__ACTIVITY__:
Exactly as they appear below, repeat the lines from the one with "cell.store(u64::from_ne_bytes(bytes), Ordering::Relaxed);" through the one with "bytes[within..within + take].copy_from_slice(part);", and no others.

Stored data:
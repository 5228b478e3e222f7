// Distributed under The MIT License (MIT)
//
// Copyright (c) 2024 The `arrayview` developers
use alloc::boxed::Box;
use alloc::sync::Arc;
use alloc::vec::Vec;
use core::sync::atomic::{AtomicU64, Ordering};
use core::{fmt, mem};

use crate::element::Element;

/// The unit of atomic access. Every element kind fits into one, see [`ElementKind::size`].
///
/// [`ElementKind::size`]: crate::ElementKind::size
const WORD: usize = mem::size_of::<u64>();

type Finalizer = Box<dyn FnOnce() + Send + Sync>;

/// A reference counted handle to a shared allocation of bytes.
///
/// Cloning the handle never copies any bytes, it only registers another holder of the same
/// allocation. The allocation is released precisely once, by whichever holder is dropped last,
/// no matter on which thread or in which order images and views referencing it go away. This is
/// the only piece of synchronization that views and images need among each other.
///
/// The bytes themselves are stored in atomic words. All reads and writes are performed with
/// relaxed atomic instructions, so that any number of holders may alias and mutate the bytes
/// concurrently. An individual element, accessed at an offset that is a multiple of its size, is
/// never torn. Accesses spanning multiple elements are not synchronized with each other; use an
/// external synchronization if such a guarantee is required.
///
/// ```
/// use arrayview_texel::LifetimeOwner;
///
/// let owner = LifetimeOwner::new(16);
/// let alias = owner.clone();
/// assert_eq!(owner.holders(), 2);
///
/// alias.store(4, -7i32).unwrap();
/// assert_eq!(owner.load::<i32>(4), Some(-7));
///
/// drop(owner);
/// assert_eq!(alias.holders(), 1);
/// ```
#[derive(Clone)]
pub struct LifetimeOwner {
    inner: Arc<Allocation>,
}

struct Allocation {
    words: Box<[AtomicU64]>,
    /// The logical length in bytes, at most the byte size of `words`.
    len: usize,
    finalizer: Option<Finalizer>,
}

impl LifetimeOwner {
    /// Allocate a zeroed buffer with a number of bytes.
    pub fn new(byte_len: usize) -> Self {
        let words = (0..Self::alloc_len(byte_len))
            .map(|_| AtomicU64::new(0))
            .collect();
        Self::with_words(words, byte_len)
    }

    /// Allocate a buffer with initial byte contents.
    pub fn with_bytes(bytes: &[u8]) -> Self {
        let words = bytes
            .chunks(WORD)
            .map(|chunk| {
                let mut word = [0; WORD];
                word[..chunk.len()].copy_from_slice(chunk);
                AtomicU64::new(u64::from_ne_bytes(word))
            })
            .collect();
        Self::with_words(words, bytes.len())
    }

    /// Allocate a buffer holding a copy of some elements, in native endian.
    pub fn from_elements<T: Element>(elements: &[T]) -> Self {
        Self::with_bytes(bytemuck::cast_slice(elements))
    }

    fn with_words(words: Box<[AtomicU64]>, len: usize) -> Self {
        LifetimeOwner {
            inner: Arc::new(Allocation {
                words,
                len,
                finalizer: None,
            }),
        }
    }

    /// Register a function to run when the last holder releases the allocation.
    ///
    /// This is the deletion hook for allocations whose bytes mirror memory managed by someone
    /// else. It can only be installed while this is the only holder, otherwise the handle is
    /// returned unchanged in `Err`.
    ///
    /// ```
    /// use arrayview_texel::LifetimeOwner;
    /// use std::sync::atomic::{AtomicBool, Ordering};
    /// use std::sync::Arc;
    ///
    /// let released = Arc::new(AtomicBool::new(false));
    /// let flag = released.clone();
    /// let owner = LifetimeOwner::new(4)
    ///     .with_finalizer(move || flag.store(true, Ordering::SeqCst))
    ///     .ok()
    ///     .unwrap();
    ///
    /// let view = owner.clone();
    /// drop(owner);
    /// assert!(!released.load(Ordering::SeqCst));
    /// drop(view);
    /// assert!(released.load(Ordering::SeqCst));
    /// ```
    pub fn with_finalizer(
        mut self,
        finalize: impl FnOnce() + Send + Sync + 'static,
    ) -> Result<Self, Self> {
        match Arc::get_mut(&mut self.inner) {
            Some(allocation) => {
                allocation.finalizer = Some(Box::new(finalize));
                Ok(self)
            }
            None => Err(self),
        }
    }

    /// The number of logical bytes in the allocation.
    pub fn byte_len(&self) -> usize {
        self.inner.len
    }

    /// The number of handles currently keeping the allocation alive.
    ///
    /// Note that other threads may register or release holders at any time, the value is only a
    /// snapshot.
    pub fn holders(&self) -> usize {
        Arc::strong_count(&self.inner)
    }

    /// Check if this handle is the only holder of the allocation.
    pub fn is_unique(&self) -> bool {
        self.holders() == 1
    }

    /// Query if two handles share the same allocation.
    pub fn ptr_eq(&self, other: &Self) -> bool {
        Arc::ptr_eq(&self.inner, &other.inner)
    }

    /// The address of the first byte of the allocation.
    ///
    /// Stable for the whole lifetime of the allocation, which makes it suitable to identify a
    /// buffer across the views and images sharing it.
    pub fn address(&self) -> usize {
        self.inner.words.as_ptr() as usize
    }

    /// Load one element at a byte offset.
    ///
    /// Returns `None` if the offset is not a multiple of the element size or if the element is
    /// not fully contained in the buffer.
    pub fn load<T: Element>(&self, offset: usize) -> Option<T> {
        if offset % mem::size_of::<T>() != 0 {
            return None;
        }

        let mut value = T::zeroed();
        self.read_bytes(offset, bytemuck::bytes_of_mut(&mut value))?;
        Some(value)
    }

    /// Store one element at a byte offset.
    ///
    /// Returns `None`, without modifying any byte, under the same conditions as [`Self::load`].
    pub fn store<T: Element>(&self, offset: usize, value: T) -> Option<()> {
        if offset % mem::size_of::<T>() != 0 {
            return None;
        }

        self.write_bytes(offset, bytemuck::bytes_of(&value))
    }

    /// Copy bytes starting at an offset into a slice.
    pub fn read_bytes(&self, offset: usize, into: &mut [u8]) -> Option<()> {
        self.check_range(offset, into.len())?;

        let mut done = 0;
        while done < into.len() {
            let (word, within) = Self::locate(offset + done);
            let take = (WORD - within).min(into.len() - done);
            let bytes = self.inner.words[word].load(Ordering::Relaxed).to_ne_bytes();
            into[done..done + take].copy_from_slice(&bytes[within..within + take]);
            done += take;
        }

        Some(())
    }

    /// Copy bytes from a slice into the buffer, starting at an offset.
    pub fn write_bytes(&self, offset: usize, from: &[u8]) -> Option<()> {
        self.check_range(offset, from.len())?;

        let mut done = 0;
        while done < from.len() {
            let (word, within) = Self::locate(offset + done);
            let take = (WORD - within).min(from.len() - done);
            let part = &from[done..done + take];
            let cell = &self.inner.words[word];

            if take == WORD {
                let mut bytes = [0; WORD];
                bytes.copy_from_slice(part);
                cell.store(u64::from_ne_bytes(bytes), Ordering::Relaxed);
            } else {
                // Only replace our bytes, other elements in the same word may be written
                // concurrently by another holder.
                let _ = cell.fetch_update(Ordering::Relaxed, Ordering::Relaxed, |current| {
                    let mut bytes = current.to_ne_bytes();
                    bytes[within..within + take].copy_from_slice(part);
                    Some(u64::from_ne_bytes(bytes))
                });
            }

            done += take;
        }

        Some(())
    }

    /// Replace one byte by a function of its current value, as a single atomic operation.
    ///
    /// Returns the previous value, or `None` if the offset is out of bounds.
    pub fn update_byte(&self, offset: usize, mut update: impl FnMut(u8) -> u8) -> Option<u8> {
        self.check_range(offset, 1)?;

        let (word, within) = Self::locate(offset);
        let previous = self.inner.words[word]
            .fetch_update(Ordering::Relaxed, Ordering::Relaxed, |current| {
                let mut bytes = current.to_ne_bytes();
                bytes[within] = update(bytes[within]);
                Some(u64::from_ne_bytes(bytes))
            })
            .unwrap_or_else(|current| current);

        Some(previous.to_ne_bytes()[within])
    }

    /// Copy all logical bytes into an owned vector.
    pub fn to_bytes(&self) -> Vec<u8> {
        let mut bytes = alloc::vec![0; self.byte_len()];
        // The range is the full logical length, which is always in bounds.
        let _ = self.read_bytes(0, &mut bytes);
        bytes
    }

    /// Copy the data into a new, independent allocation.
    ///
    /// The new buffer will _never_ share memory with the current buffer and has no finalizer.
    pub fn to_independent(&self) -> Self {
        Self::with_bytes(&self.to_bytes())
    }

    fn check_range(&self, offset: usize, len: usize) -> Option<()> {
        let end = offset.checked_add(len)?;
        (end <= self.byte_len()).then_some(())
    }

    fn locate(offset: usize) -> (usize, usize) {
        (offset / WORD, offset % WORD)
    }

    /// Calculates the number of words to have a byte buffer of requested length.
    fn alloc_len(length: usize) -> usize {
        // This can never overflow.
        length / WORD + usize::from(length % WORD != 0)
    }
}

impl Drop for Allocation {
    fn drop(&mut self) {
        if let Some(finalize) = self.finalizer.take() {
            finalize();
        }
    }
}

impl fmt::Debug for LifetimeOwner {
    fn fmt(&self, f: &mut fmt::Formatter) -> fmt::Result {
        f.debug_struct("LifetimeOwner")
            .field("address", &self.address())
            .field("byte_len", &self.byte_len())
            .field("holders", &self.holders())
            .finish()
    }
}

impl From<&'_ [u8]> for LifetimeOwner {
    fn from(bytes: &'_ [u8]) -> Self {
        LifetimeOwner::with_bytes(bytes)
    }
}

#[cfg(test)]
mod tests {
    use super::*;

    #[test]
    fn unaligned_element_access_is_refused() {
        let owner = LifetimeOwner::new(16);
        assert_eq!(owner.load::<u32>(2), None);
        assert_eq!(owner.store(6, 1u16), Some(()));
        assert_eq!(owner.store(6, 1u32), None);
        assert_eq!(owner.load::<u64>(8), Some(0));
    }

    #[test]
    fn out_of_bounds_is_refused() {
        let owner = LifetimeOwner::new(6);
        assert_eq!(owner.load::<u16>(4), Some(0));
        assert_eq!(owner.load::<u16>(6), None);
        assert_eq!(owner.store(4, 0u32), None);
        assert_eq!(owner.read_bytes(usize::MAX, &mut [0]), None);
    }

    #[test]
    fn bytes_straddle_words() {
        let data: Vec<u8> = (0..20).collect();
        let owner = LifetimeOwner::with_bytes(&data);
        assert_eq!(owner.to_bytes(), data);

        let mut middle = [0; 10];
        owner.read_bytes(5, &mut middle).unwrap();
        assert_eq!(middle, [5, 6, 7, 8, 9, 10, 11, 12, 13, 14]);

        owner.write_bytes(3, &[0xff; 14]).unwrap();
        let bytes = owner.to_bytes();
        assert_eq!(&bytes[..3], &[0, 1, 2]);
        assert!(bytes[3..17].iter().all(|&b| b == 0xff));
        assert_eq!(&bytes[17..], &[17, 18, 19]);
    }

    #[test]
    fn byte_updates_do_not_lose_neighbours() {
        let owner = LifetimeOwner::with_bytes(&[0b1000_0001, 7, 0]);
        assert_eq!(owner.update_byte(0, |byte| byte | 0b10), Some(0b1000_0001));
        assert_eq!(owner.update_byte(2, |byte| byte + 1), Some(0));
        assert_eq!(owner.to_bytes(), [0b1000_0011, 7, 1]);
        assert_eq!(owner.update_byte(3, |byte| byte), None);

        let shared = LifetimeOwner::new(1);
        std::thread::scope(|join| {
            for bit in 0..8 {
                let shared = shared.clone();
                join.spawn(move || {
                    for _ in 0..1000 {
                        shared.update_byte(0, |byte| byte ^ (1 << bit)).unwrap();
                    }
                    shared.update_byte(0, |byte| byte | (1 << bit)).unwrap();
                });
            }
        });
        assert_eq!(shared.load::<u8>(0), Some(0xff));
    }

    #[test]
    fn independent_copy_does_not_alias() {
        let owner = LifetimeOwner::from_elements(&[1u16, 2, 3]);
        let copy = owner.to_independent();
        assert!(!owner.ptr_eq(&copy));

        owner.store(0, 9u16).unwrap();
        assert_eq!(copy.load::<u16>(0), Some(1));
        assert_eq!(owner.load::<u16>(0), Some(9));
    }

    #[test]
    fn finalizer_requires_unique_holder() {
        let owner = LifetimeOwner::new(1);
        let alias = owner.clone();
        let owner = owner.with_finalizer(|| ()).unwrap_err();
        assert!(owner.ptr_eq(&alias));
    }
}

__YOUR RESPONSE__:
                cell.store(u64::from_ne_bytes(bytes), Ordering::Relaxed);
            } else {
                // Only replace our bytes, other elements in the same word may be written
                // concurrently by another holder.
                let _ = cell.fetch_update(Ordering::Relaxed, Ordering::Relaxed, |current| {
                    let mut bytes = current.to_ne_bytes();
                    bytes[within..within + take].copy_from_slice(part);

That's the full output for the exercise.